Perinatal stroke, as defined by National Institutes of Health workshop, is “a group of heterogeneous conditions in which there is a focal disruption of cerebral blood flow secondary to arterial or cerebral venous thrombosis or embolization, between 20 weeks of fetal life through the 28th postnatal day confirmed by neuroimaging or neuropathologic studies.” The incidence of perinatal arterial ischemic stroke (PAIS) is 17.8 per 100,000 live birth/year. Numerous significant sequelae such as hemiparesis (cerebral palsy), epilepsy syndromes, language, and behavioral challenges are part of a large spectrum of expected short- and long-term outcomes affecting the development of these babies. Early intervention services are critical in defining the functional level and productivity of these neonates as they grow. Perinatal stroke is a disease with lifelong lasting burden not only on the affected neonates but their families too. The annual cost of managing a pediatric arterial ischemic stroke range from $15,000 to $140,000 in the first year of life. Ongoing clinical trials are underway to evaluate the use recombinant human erythropoietin (EPO) in neonates with PAIS. EPO is believed to reduce the hypoxia–ischemia-induced free radical formation and pro-inflammatory and apoptotic activity in brain cells, promoting a regenerative capacity for these neurons. These trials are very promising and provide a glimpse of hope to all of us that one day we might be able to ameliorate the consequences of this disease.

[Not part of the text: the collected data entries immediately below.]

//! # Response Listeners
//!
//! One-shot listeners keyed to a trigger event. A response listener fires
//! exactly once: with the first dispatched event whose `response_id` equals
//! the trigger's id, or with [`ResponseOutcome::TimedOut`] once its deadline
//! elapses.
//!
//! ## Implementation Details
//!
//! Pending listeners live in a `DashMap` keyed by a per-registration id. Both
//! the match path and the timeout task race to *remove* the entry; only the
//! caller that wins the removal invokes the callback, so a listener can never
//! fire twice. The match path additionally aborts the timeout task.

use std::fmt;
use std::sync::{Arc, Mutex, PoisonError, Weak};
use std::time::Duration;

use dashmap::DashMap;
use tokio::task::JoinHandle;
use tracing::{debug, instrument};
use uuid::Uuid;

use super::listener::{invoke_contained, ListenerMatcher};
use super::Event;

/// What a response listener is invoked with.
#[derive(Debug, Clone, PartialEq)]
pub enum ResponseOutcome {
    /// The response event answering the trigger.
    Received(Event),
    /// No response arrived before the deadline.
    TimedOut,
    /// The hub shut down while the listener was still waiting.
    Cancelled,
}

impl ResponseOutcome {
    pub fn event(&self) -> Option<&Event> {
        match self {
            ResponseOutcome::Received(event) => Some(event),
            _ => None,
        }
    }
}

pub type ResponseListener = Box<dyn FnOnce(ResponseOutcome) + Send>;

struct PendingResponse {
    matcher: ListenerMatcher,
    // Mutex only to make the entry Sync, it is taken exactly once
    listener: Mutex<ResponseListener>,
    timeout_task: Option<JoinHandle<()>>,
}

impl PendingResponse {
    fn fire(self, outcome: ResponseOutcome) {
        if let Some(task) = self.timeout_task {
            task.abort();
        }
        let listener = self.listener.into_inner().unwrap_or_else(PoisonError::into_inner);
        invoke_contained("response listener", move || listener(outcome));
    }
}

type PendingMap = DashMap<Uuid, PendingResponse>;

/// Registry of response listeners waiting on trigger events.
#[derive(Default)]
pub struct ResponseListeners {
    pending: Arc<PendingMap>,
}

impl ResponseListeners {
    pub fn new() -> Self {
        Self::default()
    }

    /// Registers `listener` for the response to `trigger`. Must be called
    /// from within a tokio runtime, the deadline runs as a spawned task.
    #[instrument(skip(self, trigger, listener), fields(trigger_id = %trigger.id()))]
    pub fn register(
        &self,
        trigger: &Event,
        timeout: Duration,
        listener: ResponseListener,
    ) -> ResponseListenerHandle {
        let registration_id = Uuid::new_v4();
        self.pending.insert(
            registration_id,
            PendingResponse {
                matcher: ListenerMatcher::response(trigger.id()),
                listener: Mutex::new(listener),
                timeout_task: None,
            },
        );

        let pending = Arc::downgrade(&self.pending);
        let task = tokio::spawn(async move {
            tokio::time::sleep(timeout).await;
            let Some(pending) = pending.upgrade() else {
                return;
            };
            if let Some((_, entry)) = pending.remove(&registration_id) {
                debug!("Response listener {} timed out", registration_id);
                // the handle stored in `entry` belongs to this task; dropping it detaches
                let listener = entry.listener.into_inner().unwrap_or_else(PoisonError::into_inner);
                invoke_contained("response listener", move || {
                    listener(ResponseOutcome::TimedOut)
                });
            }
        });

        match self.pending.get_mut(&registration_id) {
            Some(mut entry) => entry.timeout_task = Some(task),
            // the deadline already fired
            None => drop(task),
        }

        ResponseListenerHandle {
            registration_id,
            pending: Arc::downgrade(&self.pending),
        }
    }

    /// Fires every listener waiting on the trigger `event` answers. Returns the
    /// number of listeners notified.
    pub fn handle_event(&self, event: &Event) -> usize {
        let Some(response_id) = event.response_id() else {
            return 0;
        };
        let matching: Vec<Uuid> = self
            .pending
            .iter()
            .filter(|entry| entry.value().matcher == ListenerMatcher::response(response_id))
            .map(|entry| *entry.key())
            .collect();

        let mut notified = 0;
        for registration_id in matching {
            if let Some((_, entry)) = self.pending.remove(&registration_id) {
                entry.fire(ResponseOutcome::Received(event.clone()));
                notified += 1;
            }
        }
        notified
    }

    /// Fires every waiting listener with [`ResponseOutcome::Cancelled`].
    pub fn cancel_all(&self) -> usize {
        let ids: Vec<Uuid> = self.pending.iter().map(|entry| *entry.key()).collect();
        let mut cancelled = 0;
        for registration_id in ids {
            if let Some((_, entry)) = self.pending.remove(&registration_id) {
                entry.fire(ResponseOutcome::Cancelled);
                cancelled += 1;
            }
        }
        cancelled
    }

    pub fn len(&self) -> usize {
        self.pending.len()
    }

    pub fn is_empty(&self) -> bool {
        self.pending.is_empty()
    }
}

/// Cancellation token for a registered response listener.
#[derive(Clone)]
pub struct ResponseListenerHandle {
    registration_id: Uuid,
    pending: Weak<PendingMap>,
}

impl ResponseListenerHandle {
    /// Removes the listener without invoking it. Returns `false` when it has
    /// already fired or been cancelled.
    pub fn cancel(&self) -> bool {
        let Some(pending) = self.pending.upgrade() else {
            return false;
        };
        match pending.remove(&self.registration_id) {
            Some((_, entry)) => {
                if let Some(task) = entry.timeout_task {
                    task.abort();
                }
                true
            }
            None => false,
        }
    }

    pub fn is_pending(&self) -> bool {
        self.pending
            .upgrade()
            .is_some_and(|pending| pending.contains_key(&self.registration_id))
    }
}

impl fmt::Debug for ResponseListenerHandle {
    fn fmt(&self, f: &mut fmt::Formatter<'_>) -> fmt::Result {
        f.debug_struct("ResponseListenerHandle")
            .field("registration_id", &self.registration_id)
            .finish()
    }
}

Neonatology is one of the rigorously developing branches of medicine, with a lot of discoveries in the field of pathophysiology and novel therapies still being unearthed. However, neonates have resilience and an amazing regenerative power that surprisingly enough we still rely on.

While medicine relies on research studies to define its future, we should always remember and appreciate those scientists who spend hours and hours with frustrations trying to explore and find new therapies for our precious babies. In the midst of all this, we should always engulf the concept that medicine is an art, an art of balancing the guidelines and the presenting clinical scenarios. Every patient we meet is different.